Energy Obtained from Chemical Reactions
Topic outline
-
-
We now want to calculate the energy that can be acquired by the respiration reaction of the organism. First, we will use a simple reaction equation as an example to calculate the energy difference before and after the reaction.
The total energy possessed by a substance is called enthalpy. The total energy (enthalpy) is divided into bound energy (entropy) and Gibbs free energy.
The binding energy at standard conditions (1 atm, 25°C) is called the standard entropy or standard gibbs energy of formation.
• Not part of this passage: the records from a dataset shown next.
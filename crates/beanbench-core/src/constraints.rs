use std::collections::BTreeMap;
use std::fmt;

use schemars::JsonSchema;
use serde::{Deserialize, Serialize};

use crate::types::ParamValue;

/// Parameter key holding the validation groups of a descriptor.
pub const GROUPS_PARAM: &str = "groups";
/// Parameter key holding the ordered members of a group sequence.
pub const VALUE_PARAM: &str = "value";

/// Constraint kinds the generator can attach.
#[derive(
    Debug, Clone, PartialEq, Eq, PartialOrd, Ord, Hash, Serialize, Deserialize, JsonSchema,
)]
#[serde(rename_all = "snake_case")]
pub enum ConstraintKind {
    NotNull,
    Null,
    Size,
    Min,
    Max,
    Pattern,
    /// Cascade validation into the referenced instance.
    Valid,
    /// Ordering of groups checked for an entity.
    GroupSequence,
    /// Constraint defined by a [`ConstraintDefinition`] in the catalog.
    Composed(String),
}

impl ConstraintKind {
    pub fn composed(name: impl Into<String>) -> Self {
        ConstraintKind::Composed(name.into())
    }

    pub fn name(&self) -> &str {
        match self {
            ConstraintKind::NotNull => "NotNull",
            ConstraintKind::Null => "Null",
            ConstraintKind::Size => "Size",
            ConstraintKind::Min => "Min",
            ConstraintKind::Max => "Max",
            ConstraintKind::Pattern => "Pattern",
            ConstraintKind::Valid => "Valid",
            ConstraintKind::GroupSequence => "GroupSequence",
            ConstraintKind::Composed(name) => name.as_str(),
        }
    }

    pub fn is_composed(&self) -> bool {
        matches!(self, ConstraintKind::Composed(_))
    }
}

impl fmt::Display for ConstraintKind {
    fn fmt(&self, f: &mut fmt::Formatter<'_>) -> fmt::Result {
        f.write_str(self.name())
    }
}

/// Stable identifier of a generated validation group.
#[derive(
    Debug, Clone, Copy, PartialEq, Eq, PartialOrd, Ord, Hash, Serialize, Deserialize, JsonSchema,
)]
#[serde(transparent)]
pub struct GroupId(pub usize);

/// Marker type partitioning constraints into conditionally active subsets.
#[derive(Debug, Clone, PartialEq, Eq, Serialize, Deserialize, JsonSchema)]
pub struct Group {
    pub id: GroupId,
    pub name: String,
    pub qualified_name: String,
}

/// One validation rule plus its parameters.
#[derive(Debug, Clone, PartialEq, Eq, Serialize, Deserialize, JsonSchema)]
pub struct ConstraintDescriptor {
    pub kind: ConstraintKind,
    #[serde(default, skip_serializing_if = "BTreeMap::is_empty")]
    pub params: BTreeMap<String, ParamValue>,
}

impl ConstraintDescriptor {
    pub fn new(kind: ConstraintKind) -> Self {
        Self {
            kind,
            params: BTreeMap::new(),
        }
    }

    pub fn with_param(mut self, key: impl Into<String>, value: ParamValue) -> Self {
        self.params.insert(key.into(), value);
        self
    }

    pub fn param(&self, key: &str) -> Option<&ParamValue> {
        self.params.get(key)
    }

    /// Restrict the descriptor to a single group, replacing any earlier one.
    pub fn set_group(&mut self, group: &Group) {
        self.params.insert(
            GROUPS_PARAM.to_string(),
            ParamValue::Array(vec![ParamValue::type_ref(group.qualified_name.clone())]),
        );
    }

    /// Qualified names of the groups this descriptor is restricted to.
    pub fn groups(&self) -> Vec<&str> {
        self.param(GROUPS_PARAM)
            .and_then(ParamValue::as_array)
            .map(|values| values.iter().filter_map(ParamValue::as_type_ref).collect())
            .unwrap_or_default()
    }
}

/// Descriptors attached to one owner, deduplicated by kind.
#[derive(Debug, Clone, Default, PartialEq, Eq, Serialize, Deserialize, JsonSchema)]
#[serde(transparent)]
pub struct DescriptorSet {
    descriptors: Vec<ConstraintDescriptor>,
}

impl DescriptorSet {
    pub fn new() -> Self {
        Self::default()
    }

    /// Attach a descriptor. Returns `false` when the kind is already present.
    pub fn attach(&mut self, descriptor: ConstraintDescriptor) -> bool {
        if self.contains(&descriptor.kind) {
            return false;
        }
        self.descriptors.push(descriptor);
        true
    }

    pub fn contains(&self, kind: &ConstraintKind) -> bool {
        self.descriptors.iter().any(|item| &item.kind == kind)
    }

    pub fn get(&self, kind: &ConstraintKind) -> Option<&ConstraintDescriptor> {
        self.descriptors.iter().find(|item| &item.kind == kind)
    }

    pub fn iter(&self) -> impl Iterator<Item = &ConstraintDescriptor> {
        self.descriptors.iter()
    }

    pub fn kinds(&self) -> impl Iterator<Item = &ConstraintKind> {
        self.descriptors.iter().map(|item| &item.kind)
    }

    pub fn len(&self) -> usize {
        self.descriptors.len()
    }

    pub fn is_empty(&self) -> bool {
        self.descriptors.is_empty()
    }
}

/// Definition of a composed constraint type referenced by
/// [`ConstraintKind::Composed`].
#[derive(Debug, Clone, PartialEq, Eq, Serialize, Deserialize, JsonSchema)]
pub struct ConstraintDefinition {
    pub name: String,
    pub qualified_name: String,
    /// Constraints the definition is composed of, checked jointly.
    #[serde(default, skip_serializing_if = "Vec::is_empty")]
    pub composed_of: Vec<ConstraintDescriptor>,
    /// Report one violation instead of one per composing constraint.
    #[serde(default)]
    pub report_as_single_violation: bool,
    /// Qualified names of the validator types backing the definition.
    #[serde(default, skip_serializing_if = "Vec::is_empty")]
    pub validated_by: Vec<String>,
}

impl ConstraintDefinition {
    pub fn kind(&self) -> ConstraintKind {
        ConstraintKind::composed(self.name.clone())
    }
}

#[cfg(test)]
mod tests {
    use super::*;

    fn group(id: usize) -> Group {
        Group {
            id: GroupId(id),
            name: format!("Group{id}"),
            qualified_name: format!("bench.groups.Group{id}"),
        }
    }

    #[test]
    fn attach_ignores_duplicate_kinds() {
        let mut set = DescriptorSet::new();
        assert!(set.attach(ConstraintDescriptor::new(ConstraintKind::NotNull)));
        assert!(!set.attach(
            ConstraintDescriptor::new(ConstraintKind::NotNull)
                .with_param("message", ParamValue::text("other"))
        ));
        assert!(set.attach(ConstraintDescriptor::new(ConstraintKind::Valid)));
        assert_eq!(set.len(), 2);
        assert!(set.get(&ConstraintKind::NotNull).unwrap().params.is_empty());
    }

    #[test]
    fn set_group_replaces_previous_group() {
        let mut descriptor = ConstraintDescriptor::new(ConstraintKind::Null);
        descriptor.set_group(&group(0));
        descriptor.set_group(&group(2));
        assert_eq!(descriptor.groups(), vec!["bench.groups.Group2"]);
    }
}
You are now asked to calculate the "Total difference in standard Gibbs energy of formation before and after chemical reaction". The long words are again 100% up to your mind. Let's get used to it by solving examples.
-
-
Total difference in standard Gibbs energy of formation before and after chemical reaction (energy obtained from chemical reactions)
-
First, let's consider the standard Gibbs energy of formation of carbon dioxide (CO2), a familiar compound in biological metabolism: the elements that make up CO2 are carbon (C) and oxygen (O). The stable states of each element on its own are carbon alone (C) and oxygen molecules (O2), and the Gibbs energy required to produce 1 mole of CO2 from C and O2 is -394.4 (kJ/mol) for the standard Gibbs energy of formation of CO2 (gas) (*). This is reported as an experimental value and can be found in the Chemistry Handbook and other publications.
*The standard Gibbs energy of formation is the energy required to synthesize a substance from its constituent elements in the standard state. If the reactant is a single substance, its standard Gibbs energy of formation is zero. In the example below, carbon (C) and oxygen (O2) have zero.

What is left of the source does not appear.